Given data: Begin

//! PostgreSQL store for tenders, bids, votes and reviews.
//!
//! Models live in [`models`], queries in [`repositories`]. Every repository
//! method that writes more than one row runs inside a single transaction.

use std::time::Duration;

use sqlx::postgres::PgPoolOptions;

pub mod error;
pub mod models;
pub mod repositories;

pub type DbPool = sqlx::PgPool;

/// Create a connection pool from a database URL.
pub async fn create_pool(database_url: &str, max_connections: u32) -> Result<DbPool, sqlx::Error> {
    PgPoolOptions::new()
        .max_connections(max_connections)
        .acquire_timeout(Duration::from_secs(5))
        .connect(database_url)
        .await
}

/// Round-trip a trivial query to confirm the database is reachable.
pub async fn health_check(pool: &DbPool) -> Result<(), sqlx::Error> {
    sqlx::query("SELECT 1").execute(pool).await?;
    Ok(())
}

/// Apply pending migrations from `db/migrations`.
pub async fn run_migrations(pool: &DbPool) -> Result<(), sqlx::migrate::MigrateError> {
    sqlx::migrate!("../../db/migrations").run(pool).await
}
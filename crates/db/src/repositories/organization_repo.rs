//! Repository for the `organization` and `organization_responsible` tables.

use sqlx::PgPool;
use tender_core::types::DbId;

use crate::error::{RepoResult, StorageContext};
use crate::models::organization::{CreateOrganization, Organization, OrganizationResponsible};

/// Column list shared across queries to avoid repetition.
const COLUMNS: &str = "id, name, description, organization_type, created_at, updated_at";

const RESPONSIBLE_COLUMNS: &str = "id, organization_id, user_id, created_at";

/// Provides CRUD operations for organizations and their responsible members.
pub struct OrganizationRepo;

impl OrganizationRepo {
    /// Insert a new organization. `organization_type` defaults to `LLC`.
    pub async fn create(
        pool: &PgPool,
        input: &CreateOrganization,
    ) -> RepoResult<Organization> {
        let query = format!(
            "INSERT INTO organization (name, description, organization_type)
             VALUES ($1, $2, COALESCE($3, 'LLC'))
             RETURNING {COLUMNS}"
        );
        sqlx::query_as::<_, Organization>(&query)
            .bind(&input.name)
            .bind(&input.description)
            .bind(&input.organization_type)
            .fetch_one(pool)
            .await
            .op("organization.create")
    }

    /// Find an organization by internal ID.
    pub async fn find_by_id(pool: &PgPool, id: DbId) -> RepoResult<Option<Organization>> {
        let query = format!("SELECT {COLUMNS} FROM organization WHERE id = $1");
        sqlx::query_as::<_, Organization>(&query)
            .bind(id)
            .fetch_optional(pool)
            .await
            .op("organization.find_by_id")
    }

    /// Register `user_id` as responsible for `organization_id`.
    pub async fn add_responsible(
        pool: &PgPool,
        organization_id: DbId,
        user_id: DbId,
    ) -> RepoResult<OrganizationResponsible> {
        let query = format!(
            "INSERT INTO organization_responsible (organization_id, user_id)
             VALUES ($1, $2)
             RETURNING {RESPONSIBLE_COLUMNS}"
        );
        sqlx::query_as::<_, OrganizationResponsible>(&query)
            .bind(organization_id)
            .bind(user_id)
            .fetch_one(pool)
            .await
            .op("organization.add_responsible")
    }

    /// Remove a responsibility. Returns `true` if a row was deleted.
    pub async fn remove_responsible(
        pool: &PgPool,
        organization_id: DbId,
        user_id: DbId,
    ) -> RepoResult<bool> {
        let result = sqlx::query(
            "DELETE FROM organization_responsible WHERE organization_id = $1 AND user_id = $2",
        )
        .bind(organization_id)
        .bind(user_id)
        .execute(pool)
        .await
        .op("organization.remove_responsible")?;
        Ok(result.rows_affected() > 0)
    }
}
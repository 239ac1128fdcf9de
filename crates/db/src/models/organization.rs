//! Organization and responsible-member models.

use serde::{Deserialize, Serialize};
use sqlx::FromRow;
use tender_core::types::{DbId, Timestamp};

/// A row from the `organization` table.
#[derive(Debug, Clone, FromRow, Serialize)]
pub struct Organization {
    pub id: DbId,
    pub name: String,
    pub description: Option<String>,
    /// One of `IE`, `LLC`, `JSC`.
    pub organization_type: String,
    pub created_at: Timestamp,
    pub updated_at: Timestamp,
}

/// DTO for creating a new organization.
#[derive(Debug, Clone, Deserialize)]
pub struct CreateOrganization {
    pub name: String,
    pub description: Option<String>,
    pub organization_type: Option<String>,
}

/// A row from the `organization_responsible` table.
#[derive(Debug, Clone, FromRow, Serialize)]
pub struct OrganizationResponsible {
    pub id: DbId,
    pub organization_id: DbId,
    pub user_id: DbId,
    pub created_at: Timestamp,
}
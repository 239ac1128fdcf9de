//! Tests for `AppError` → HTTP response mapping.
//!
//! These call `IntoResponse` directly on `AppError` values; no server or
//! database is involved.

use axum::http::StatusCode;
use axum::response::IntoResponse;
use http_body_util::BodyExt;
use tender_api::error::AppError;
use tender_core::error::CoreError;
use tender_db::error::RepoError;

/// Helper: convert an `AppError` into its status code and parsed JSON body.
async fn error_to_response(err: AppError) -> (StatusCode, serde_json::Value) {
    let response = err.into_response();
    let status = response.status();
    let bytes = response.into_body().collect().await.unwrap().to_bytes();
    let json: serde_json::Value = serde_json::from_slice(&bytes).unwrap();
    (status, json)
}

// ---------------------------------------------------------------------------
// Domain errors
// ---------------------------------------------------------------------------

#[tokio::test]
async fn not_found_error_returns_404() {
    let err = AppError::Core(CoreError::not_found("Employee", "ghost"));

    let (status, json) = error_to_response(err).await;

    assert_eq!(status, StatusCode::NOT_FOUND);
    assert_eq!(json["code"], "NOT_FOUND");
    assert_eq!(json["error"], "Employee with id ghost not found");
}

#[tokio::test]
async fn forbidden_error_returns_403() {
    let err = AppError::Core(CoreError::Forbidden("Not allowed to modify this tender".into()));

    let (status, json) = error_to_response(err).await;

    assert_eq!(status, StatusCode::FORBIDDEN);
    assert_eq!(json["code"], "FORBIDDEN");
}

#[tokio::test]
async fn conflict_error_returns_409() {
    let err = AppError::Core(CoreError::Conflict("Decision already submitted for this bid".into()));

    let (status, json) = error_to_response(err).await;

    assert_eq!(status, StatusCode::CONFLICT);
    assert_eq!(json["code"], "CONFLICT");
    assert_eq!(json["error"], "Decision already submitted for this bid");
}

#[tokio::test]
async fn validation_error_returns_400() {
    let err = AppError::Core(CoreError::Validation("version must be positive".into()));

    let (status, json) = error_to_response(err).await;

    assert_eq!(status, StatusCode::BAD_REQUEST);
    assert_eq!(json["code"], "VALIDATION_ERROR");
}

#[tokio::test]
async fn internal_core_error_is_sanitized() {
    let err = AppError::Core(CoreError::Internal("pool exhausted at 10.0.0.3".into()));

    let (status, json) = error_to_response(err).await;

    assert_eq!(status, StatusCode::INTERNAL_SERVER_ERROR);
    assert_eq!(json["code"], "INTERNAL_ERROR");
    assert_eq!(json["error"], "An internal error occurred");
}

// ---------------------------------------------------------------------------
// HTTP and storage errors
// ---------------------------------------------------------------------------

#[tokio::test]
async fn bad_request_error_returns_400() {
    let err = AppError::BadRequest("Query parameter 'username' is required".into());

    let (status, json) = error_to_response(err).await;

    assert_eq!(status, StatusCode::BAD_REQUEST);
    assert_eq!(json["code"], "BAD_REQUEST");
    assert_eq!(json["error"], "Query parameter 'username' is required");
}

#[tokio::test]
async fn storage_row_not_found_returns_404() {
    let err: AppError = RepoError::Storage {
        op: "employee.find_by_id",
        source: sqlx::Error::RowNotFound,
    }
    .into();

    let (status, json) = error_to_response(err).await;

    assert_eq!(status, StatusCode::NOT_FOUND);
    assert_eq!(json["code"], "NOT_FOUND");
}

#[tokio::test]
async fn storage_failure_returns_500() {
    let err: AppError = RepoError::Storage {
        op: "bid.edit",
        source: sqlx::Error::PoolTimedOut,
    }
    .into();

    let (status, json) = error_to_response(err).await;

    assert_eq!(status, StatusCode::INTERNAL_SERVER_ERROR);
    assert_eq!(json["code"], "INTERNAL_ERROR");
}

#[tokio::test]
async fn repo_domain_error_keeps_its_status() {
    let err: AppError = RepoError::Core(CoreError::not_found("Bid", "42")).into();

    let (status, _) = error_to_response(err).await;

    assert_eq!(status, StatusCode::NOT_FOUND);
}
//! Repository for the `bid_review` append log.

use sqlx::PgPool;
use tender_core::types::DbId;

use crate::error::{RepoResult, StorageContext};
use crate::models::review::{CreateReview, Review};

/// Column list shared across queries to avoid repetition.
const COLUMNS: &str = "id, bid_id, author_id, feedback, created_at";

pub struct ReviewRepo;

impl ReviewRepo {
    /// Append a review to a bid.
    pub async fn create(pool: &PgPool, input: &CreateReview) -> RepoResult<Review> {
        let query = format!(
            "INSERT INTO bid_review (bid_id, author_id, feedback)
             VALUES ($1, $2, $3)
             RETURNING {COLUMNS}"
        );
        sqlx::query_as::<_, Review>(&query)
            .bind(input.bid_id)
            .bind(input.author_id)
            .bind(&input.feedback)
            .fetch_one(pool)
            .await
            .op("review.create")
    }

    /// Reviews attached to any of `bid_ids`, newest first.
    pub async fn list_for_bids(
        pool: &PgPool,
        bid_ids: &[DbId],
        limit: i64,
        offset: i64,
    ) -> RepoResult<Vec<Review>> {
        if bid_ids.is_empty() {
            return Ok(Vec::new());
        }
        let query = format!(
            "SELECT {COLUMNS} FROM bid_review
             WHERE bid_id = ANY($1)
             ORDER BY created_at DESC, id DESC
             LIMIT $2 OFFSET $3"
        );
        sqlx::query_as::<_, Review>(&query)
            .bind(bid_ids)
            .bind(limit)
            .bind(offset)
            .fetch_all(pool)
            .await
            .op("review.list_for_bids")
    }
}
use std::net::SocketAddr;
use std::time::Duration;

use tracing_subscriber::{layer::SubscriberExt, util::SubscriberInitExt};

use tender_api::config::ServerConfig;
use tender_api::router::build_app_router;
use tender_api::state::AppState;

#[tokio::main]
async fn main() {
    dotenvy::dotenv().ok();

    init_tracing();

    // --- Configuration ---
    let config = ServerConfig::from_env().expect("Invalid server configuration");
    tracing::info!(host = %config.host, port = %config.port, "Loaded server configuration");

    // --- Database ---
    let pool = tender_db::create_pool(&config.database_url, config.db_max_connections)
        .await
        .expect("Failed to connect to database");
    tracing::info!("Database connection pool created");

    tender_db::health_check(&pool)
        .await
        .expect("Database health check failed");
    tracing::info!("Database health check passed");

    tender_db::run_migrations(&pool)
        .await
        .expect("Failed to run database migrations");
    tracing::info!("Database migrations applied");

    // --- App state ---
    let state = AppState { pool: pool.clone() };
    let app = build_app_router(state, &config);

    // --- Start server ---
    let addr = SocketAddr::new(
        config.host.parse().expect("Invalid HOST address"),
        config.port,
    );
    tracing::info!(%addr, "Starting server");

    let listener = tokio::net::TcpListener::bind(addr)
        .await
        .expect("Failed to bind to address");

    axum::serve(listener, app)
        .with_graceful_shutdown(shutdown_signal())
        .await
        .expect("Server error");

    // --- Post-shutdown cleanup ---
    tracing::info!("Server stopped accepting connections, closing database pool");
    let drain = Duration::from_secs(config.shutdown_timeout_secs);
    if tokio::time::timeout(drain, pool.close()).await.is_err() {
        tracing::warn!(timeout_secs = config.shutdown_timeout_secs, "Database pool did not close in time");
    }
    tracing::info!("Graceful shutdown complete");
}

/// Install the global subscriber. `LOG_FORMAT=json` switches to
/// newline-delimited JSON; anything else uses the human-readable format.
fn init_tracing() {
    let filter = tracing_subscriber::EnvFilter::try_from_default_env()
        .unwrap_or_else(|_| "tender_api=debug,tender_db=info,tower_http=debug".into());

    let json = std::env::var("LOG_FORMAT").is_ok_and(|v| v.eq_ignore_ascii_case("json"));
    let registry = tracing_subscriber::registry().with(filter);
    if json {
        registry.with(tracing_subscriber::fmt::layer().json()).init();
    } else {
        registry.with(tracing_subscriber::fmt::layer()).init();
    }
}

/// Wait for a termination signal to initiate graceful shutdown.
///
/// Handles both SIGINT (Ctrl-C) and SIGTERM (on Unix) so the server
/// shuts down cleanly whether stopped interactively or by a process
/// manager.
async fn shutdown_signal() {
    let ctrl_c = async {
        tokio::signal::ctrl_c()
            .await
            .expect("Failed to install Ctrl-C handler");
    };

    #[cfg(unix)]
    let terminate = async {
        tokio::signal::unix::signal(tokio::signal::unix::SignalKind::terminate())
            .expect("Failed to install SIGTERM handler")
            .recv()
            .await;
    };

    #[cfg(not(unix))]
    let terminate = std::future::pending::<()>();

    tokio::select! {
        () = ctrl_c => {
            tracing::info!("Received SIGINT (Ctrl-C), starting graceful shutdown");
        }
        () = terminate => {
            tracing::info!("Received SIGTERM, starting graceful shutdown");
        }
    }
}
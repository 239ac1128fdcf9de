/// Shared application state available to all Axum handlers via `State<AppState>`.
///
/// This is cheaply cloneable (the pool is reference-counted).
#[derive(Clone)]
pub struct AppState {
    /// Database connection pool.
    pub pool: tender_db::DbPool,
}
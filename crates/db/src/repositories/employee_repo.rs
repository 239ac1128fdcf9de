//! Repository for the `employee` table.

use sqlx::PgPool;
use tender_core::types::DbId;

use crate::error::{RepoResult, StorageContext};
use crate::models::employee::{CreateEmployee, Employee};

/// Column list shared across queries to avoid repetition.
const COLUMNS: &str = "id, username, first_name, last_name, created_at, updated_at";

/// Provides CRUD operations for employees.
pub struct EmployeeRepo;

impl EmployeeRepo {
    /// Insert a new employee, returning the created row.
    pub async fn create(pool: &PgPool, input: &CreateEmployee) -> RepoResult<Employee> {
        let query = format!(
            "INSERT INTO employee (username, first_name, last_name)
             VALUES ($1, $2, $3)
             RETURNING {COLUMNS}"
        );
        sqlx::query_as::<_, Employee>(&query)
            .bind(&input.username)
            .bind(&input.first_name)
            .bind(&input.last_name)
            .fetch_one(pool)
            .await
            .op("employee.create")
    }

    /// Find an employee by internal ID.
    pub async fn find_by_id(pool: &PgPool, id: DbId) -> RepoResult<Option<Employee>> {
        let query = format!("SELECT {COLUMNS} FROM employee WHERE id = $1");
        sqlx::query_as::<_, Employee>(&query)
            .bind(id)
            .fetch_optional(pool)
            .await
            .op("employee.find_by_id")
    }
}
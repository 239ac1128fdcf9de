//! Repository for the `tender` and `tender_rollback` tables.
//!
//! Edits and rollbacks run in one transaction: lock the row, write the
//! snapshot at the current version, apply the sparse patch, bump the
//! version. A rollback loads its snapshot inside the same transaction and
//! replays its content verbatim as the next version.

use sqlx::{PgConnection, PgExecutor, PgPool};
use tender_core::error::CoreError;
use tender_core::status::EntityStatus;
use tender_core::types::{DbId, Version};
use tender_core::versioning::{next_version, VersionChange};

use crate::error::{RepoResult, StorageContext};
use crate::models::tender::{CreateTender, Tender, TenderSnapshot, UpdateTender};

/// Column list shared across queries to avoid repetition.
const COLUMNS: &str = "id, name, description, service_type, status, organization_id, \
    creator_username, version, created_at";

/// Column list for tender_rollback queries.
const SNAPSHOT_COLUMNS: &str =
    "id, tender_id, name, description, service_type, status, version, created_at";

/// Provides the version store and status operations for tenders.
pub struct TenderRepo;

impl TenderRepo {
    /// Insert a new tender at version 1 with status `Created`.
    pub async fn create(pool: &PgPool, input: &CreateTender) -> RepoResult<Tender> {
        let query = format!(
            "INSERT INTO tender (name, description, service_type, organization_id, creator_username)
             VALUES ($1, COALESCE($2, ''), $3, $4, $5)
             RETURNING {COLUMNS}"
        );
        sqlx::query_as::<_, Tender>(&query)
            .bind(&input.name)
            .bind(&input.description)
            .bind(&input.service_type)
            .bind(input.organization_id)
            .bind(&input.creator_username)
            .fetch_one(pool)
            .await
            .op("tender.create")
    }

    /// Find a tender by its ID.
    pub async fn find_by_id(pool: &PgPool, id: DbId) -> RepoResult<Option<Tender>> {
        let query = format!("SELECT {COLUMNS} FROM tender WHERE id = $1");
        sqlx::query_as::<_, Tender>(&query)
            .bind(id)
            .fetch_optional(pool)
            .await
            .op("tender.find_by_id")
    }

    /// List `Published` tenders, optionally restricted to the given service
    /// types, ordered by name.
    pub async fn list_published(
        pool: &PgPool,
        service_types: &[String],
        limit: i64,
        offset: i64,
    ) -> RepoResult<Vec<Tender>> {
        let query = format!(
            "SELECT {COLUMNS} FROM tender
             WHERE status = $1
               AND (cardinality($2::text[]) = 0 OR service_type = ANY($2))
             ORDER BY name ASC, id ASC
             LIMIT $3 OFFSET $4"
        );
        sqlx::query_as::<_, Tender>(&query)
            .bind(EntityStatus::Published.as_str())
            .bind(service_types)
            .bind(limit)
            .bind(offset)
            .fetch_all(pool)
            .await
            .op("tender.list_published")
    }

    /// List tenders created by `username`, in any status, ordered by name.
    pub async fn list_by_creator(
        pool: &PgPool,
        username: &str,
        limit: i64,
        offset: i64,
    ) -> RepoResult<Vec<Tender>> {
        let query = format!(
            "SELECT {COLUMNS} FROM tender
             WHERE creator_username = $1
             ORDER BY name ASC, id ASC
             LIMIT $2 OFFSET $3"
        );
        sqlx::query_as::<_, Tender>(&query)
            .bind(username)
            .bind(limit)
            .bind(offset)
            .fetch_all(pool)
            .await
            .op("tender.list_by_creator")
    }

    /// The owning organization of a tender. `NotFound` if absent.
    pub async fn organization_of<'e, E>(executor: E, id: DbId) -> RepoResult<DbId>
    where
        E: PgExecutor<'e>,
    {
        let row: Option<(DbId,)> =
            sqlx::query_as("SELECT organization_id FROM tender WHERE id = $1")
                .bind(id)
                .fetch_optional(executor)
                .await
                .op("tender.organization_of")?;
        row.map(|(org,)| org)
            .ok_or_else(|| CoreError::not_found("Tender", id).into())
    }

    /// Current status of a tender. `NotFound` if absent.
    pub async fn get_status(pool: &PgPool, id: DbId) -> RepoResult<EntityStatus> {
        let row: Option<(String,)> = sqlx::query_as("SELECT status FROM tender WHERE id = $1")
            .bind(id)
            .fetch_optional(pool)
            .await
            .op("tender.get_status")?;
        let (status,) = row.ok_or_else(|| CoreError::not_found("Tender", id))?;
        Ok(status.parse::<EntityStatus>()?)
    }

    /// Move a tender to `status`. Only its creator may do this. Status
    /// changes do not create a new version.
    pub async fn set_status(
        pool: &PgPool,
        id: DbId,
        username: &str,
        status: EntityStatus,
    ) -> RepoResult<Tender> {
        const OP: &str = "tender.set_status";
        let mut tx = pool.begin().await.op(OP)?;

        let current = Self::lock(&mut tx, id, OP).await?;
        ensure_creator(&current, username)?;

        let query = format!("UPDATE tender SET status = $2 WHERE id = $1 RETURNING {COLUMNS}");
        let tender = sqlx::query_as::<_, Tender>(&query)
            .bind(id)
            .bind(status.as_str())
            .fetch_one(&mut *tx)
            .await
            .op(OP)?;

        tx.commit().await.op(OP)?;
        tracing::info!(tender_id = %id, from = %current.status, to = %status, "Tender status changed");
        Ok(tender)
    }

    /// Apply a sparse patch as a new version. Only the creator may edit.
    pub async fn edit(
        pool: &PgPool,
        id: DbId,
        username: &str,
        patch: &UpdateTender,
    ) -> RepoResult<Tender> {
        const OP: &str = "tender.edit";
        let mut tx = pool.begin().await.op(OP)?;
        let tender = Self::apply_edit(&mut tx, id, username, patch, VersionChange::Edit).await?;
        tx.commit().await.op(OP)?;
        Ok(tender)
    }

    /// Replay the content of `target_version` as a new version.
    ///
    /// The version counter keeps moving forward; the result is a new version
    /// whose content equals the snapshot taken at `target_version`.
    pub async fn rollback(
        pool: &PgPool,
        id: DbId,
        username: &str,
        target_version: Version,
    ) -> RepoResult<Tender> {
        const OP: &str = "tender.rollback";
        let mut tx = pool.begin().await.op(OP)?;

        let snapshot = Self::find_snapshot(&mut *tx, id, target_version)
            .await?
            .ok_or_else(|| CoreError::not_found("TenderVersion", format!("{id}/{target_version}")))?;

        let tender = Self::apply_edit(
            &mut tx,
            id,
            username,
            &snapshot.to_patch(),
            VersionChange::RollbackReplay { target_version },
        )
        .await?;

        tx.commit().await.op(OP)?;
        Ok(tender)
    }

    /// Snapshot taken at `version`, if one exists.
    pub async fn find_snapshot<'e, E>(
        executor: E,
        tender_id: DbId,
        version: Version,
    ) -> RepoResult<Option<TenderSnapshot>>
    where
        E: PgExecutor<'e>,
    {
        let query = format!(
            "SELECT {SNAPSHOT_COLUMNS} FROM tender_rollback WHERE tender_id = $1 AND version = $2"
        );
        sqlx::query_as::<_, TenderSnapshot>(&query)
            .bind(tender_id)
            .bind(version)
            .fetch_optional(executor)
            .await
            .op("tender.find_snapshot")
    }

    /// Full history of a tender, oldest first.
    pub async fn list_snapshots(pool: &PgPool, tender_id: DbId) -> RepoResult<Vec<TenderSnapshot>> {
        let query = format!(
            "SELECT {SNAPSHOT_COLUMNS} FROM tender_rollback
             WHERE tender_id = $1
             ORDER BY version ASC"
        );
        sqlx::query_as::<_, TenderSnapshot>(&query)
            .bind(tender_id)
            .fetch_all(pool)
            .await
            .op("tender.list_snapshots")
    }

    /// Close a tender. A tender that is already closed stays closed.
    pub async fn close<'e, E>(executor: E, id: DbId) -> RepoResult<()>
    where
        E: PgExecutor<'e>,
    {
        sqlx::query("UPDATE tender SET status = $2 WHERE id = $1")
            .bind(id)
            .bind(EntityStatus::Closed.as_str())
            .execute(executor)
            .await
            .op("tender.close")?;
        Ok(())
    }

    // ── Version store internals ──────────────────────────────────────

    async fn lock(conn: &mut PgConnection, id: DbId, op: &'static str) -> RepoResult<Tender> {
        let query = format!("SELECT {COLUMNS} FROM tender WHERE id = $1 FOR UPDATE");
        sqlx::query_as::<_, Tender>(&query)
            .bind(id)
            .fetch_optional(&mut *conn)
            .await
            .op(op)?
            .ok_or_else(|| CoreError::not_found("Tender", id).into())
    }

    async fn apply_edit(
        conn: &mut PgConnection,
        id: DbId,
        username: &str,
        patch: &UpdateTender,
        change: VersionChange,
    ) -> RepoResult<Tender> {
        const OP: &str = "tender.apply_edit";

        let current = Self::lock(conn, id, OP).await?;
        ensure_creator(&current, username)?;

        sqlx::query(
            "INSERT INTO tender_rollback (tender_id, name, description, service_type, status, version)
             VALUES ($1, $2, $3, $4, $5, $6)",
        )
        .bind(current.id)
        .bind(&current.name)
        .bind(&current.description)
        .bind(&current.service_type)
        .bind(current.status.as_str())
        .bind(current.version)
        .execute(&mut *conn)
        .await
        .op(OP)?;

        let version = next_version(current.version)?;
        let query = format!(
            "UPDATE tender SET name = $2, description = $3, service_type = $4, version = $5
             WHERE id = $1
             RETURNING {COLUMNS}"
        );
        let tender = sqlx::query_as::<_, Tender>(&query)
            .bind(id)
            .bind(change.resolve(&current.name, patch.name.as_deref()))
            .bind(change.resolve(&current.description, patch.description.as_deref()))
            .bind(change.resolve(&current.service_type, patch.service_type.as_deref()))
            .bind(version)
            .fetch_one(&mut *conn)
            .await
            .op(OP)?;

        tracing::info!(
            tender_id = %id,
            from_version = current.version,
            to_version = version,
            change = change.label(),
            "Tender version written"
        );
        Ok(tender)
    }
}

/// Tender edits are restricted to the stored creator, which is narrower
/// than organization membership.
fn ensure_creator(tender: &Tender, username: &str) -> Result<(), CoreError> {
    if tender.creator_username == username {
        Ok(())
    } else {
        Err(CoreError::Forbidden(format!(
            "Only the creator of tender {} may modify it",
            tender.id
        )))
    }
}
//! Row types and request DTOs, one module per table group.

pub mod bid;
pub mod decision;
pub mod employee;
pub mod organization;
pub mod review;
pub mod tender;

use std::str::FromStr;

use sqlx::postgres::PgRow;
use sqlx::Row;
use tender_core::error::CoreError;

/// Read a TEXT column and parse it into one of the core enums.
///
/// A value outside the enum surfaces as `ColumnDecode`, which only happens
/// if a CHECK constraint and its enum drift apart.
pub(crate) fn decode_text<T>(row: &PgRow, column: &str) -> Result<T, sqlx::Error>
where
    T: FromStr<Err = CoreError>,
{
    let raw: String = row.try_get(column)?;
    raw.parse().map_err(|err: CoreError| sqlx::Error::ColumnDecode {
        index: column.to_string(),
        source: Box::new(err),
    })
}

Given data: End

* Problem statement: If a line in the material holds "listener", copy it.

* Worked solution:
    let listener = tokio::net::TcpListener::bind(addr)
    axum::serve(listener, app)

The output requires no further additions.